The authors note that these findings raise several new questions about brain plasticity in children: What is the optimal age for hand transplantation to maximize cortical recovery? Does MCR always follow amputation, and how does it compare in people born without hands? Could similar reversals of MCR be achieved in adults who undergo transplantation? The research team plans additional studies to explore these and related questions.

Functional follow-up data are encouraging. Levin and colleagues report that 18 months after the transplant, Zion demonstrated improved independence for activities such as writing, dressing, and feeding, important measures of quality of life after a major reconstructive procedure.

About this research

Funding: This study was funded in part by the National Institutes of Health (grants HD086984, DC008871).

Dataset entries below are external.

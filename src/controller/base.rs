use std::path::Path;

use serde_json::Value;
use tracing::debug;

use super::core::{AcceptsContext, ControllerContext};
use crate::message::{Request, Response};
use crate::template::TemplateError;

/// Request context plus response helpers for controllers.
///
/// Embed it in a controller and name the field in
/// `#[controller("...", context = field)]` to receive the context.
#[derive(Debug, Clone, Default)]
pub struct ControllerBase {
    context: Option<ControllerContext>,
}

impl AcceptsContext for ControllerBase {
    fn set_request_context(&mut self, context: ControllerContext) {
        self.context = Some(context);
    }
}

impl ControllerBase {
    #[must_use]
    pub fn context(&self) -> Option<&ControllerContext> {
        self.context.as_ref()
    }

    #[must_use]
    pub fn request(&self) -> Option<&Request> {
        self.context.as_ref().map(|c| &c.request)
    }

    /// The parsed request body, if any.
    #[must_use]
    pub fn body(&self) -> Option<&Value> {
        self.context.as_ref().and_then(|c| c.body.as_ref())
    }

    #[must_use]
    pub fn header(&self, name: &str) -> Option<&str> {
        self.request().and_then(|r| r.get_header(name))
    }

    /// A query parameter, or `default` when absent.
    #[must_use]
    pub fn query_parameter(&self, name: &str, default: &str) -> String {
        self.request()
            .and_then(|r| r.get_query_param(name))
            .unwrap_or(default)
            .to_string()
    }

    /// Render `template` as an HTML response.
    pub fn render(
        &self,
        template: &str,
        data: &Value,
        status: u16,
    ) -> Result<Response, TemplateError> {
        let engine = self
            .context
            .as_ref()
            .and_then(|c| c.engine.as_ref())
            .ok_or(TemplateError::NoEngine)?;
        Ok(Response::html(status, engine.render(template, data)?))
    }

    #[must_use]
    pub fn json(&self, data: &Value, status: u16) -> Response {
        Response::json(status, data)
    }

    /// Serve a file from disk; 404 when it cannot be read.
    pub fn file(&self, path: impl AsRef<Path>, status: u16) -> Response {
        let path = path.as_ref();
        match std::fs::read(path) {
            Ok(bytes) => Response::new(status)
                .with_header("content-type", content_type(path))
                .with_body(bytes),
            Err(e) => {
                debug!(path = %path.display(), error = %e, "File not readable");
                Response::new(404)
            }
        }
    }

    #[must_use]
    pub fn redirect(&self, location: &str, status: u16) -> Response {
        Response::new(status).with_header("location", location)
    }

    #[must_use]
    pub fn no_content(&self) -> Response {
        Response::new(204)
    }

    #[must_use]
    pub fn not_found(&self, data: Option<&Value>) -> Response {
        match data {
            Some(data) => Response::json(404, data),
            None => Response::new(404),
        }
    }
}

fn content_type(path: &Path) -> &'static str {
    match path
        .extension()
        .and_then(|s| s.to_str())
        .unwrap_or("")
        .to_lowercase()
        .as_str()
    {
        "html" | "htm" => "text/html",
        "css" => "text/css",
        "js" => "application/javascript",
        "json" => "application/json",
        "txt" => "text/plain",
        "svg" => "image/svg+xml",
        "png" => "image/png",
        "jpg" | "jpeg" => "image/jpeg",
        "gif" => "image/gif",
        "pdf" => "application/pdf",
        _ => "application/octet-stream",
    }
}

Source: Ashley Moore & Abbey Anderson – CHOP
Publisher: Organized by NeuroscienceNews.com
Image Source: Image credited to Gaetz et al./Annals of Clinical and Translational Neurology
Original Research: “Massive cortical reorganization is reversible following bilateral transplants of the hands: evidence from the first successful bilateral pediatric hand transplant patient” by William Gaetz et al., Annals of Clinical and Translational Neurology. Published online December 6, 2017. doi:10.1002/acn3.501

Abstract

Massive cortical reorganization is reversible following bilateral transplants of the hands: evidence from the first successful bilateral pediatric hand transplant patient

This repeated-measures case study demonstrates that sensory loss after limb amputation produces measurable changes in cortical somatotopic maps that can reverse after restoration of sensory input. Using magnetoencephalography (MEG) in a child with bilateral hand transplants, the investigators observed large-scale shifts of lip cortical representation into the anatomic hand area during sensory deprivation. Following recovery of tactile sensation in the digits, fingertip responses localized to the expected sensory cortex, although electrophysiologic features such as amplitude and frequency remained atypical during early recovery.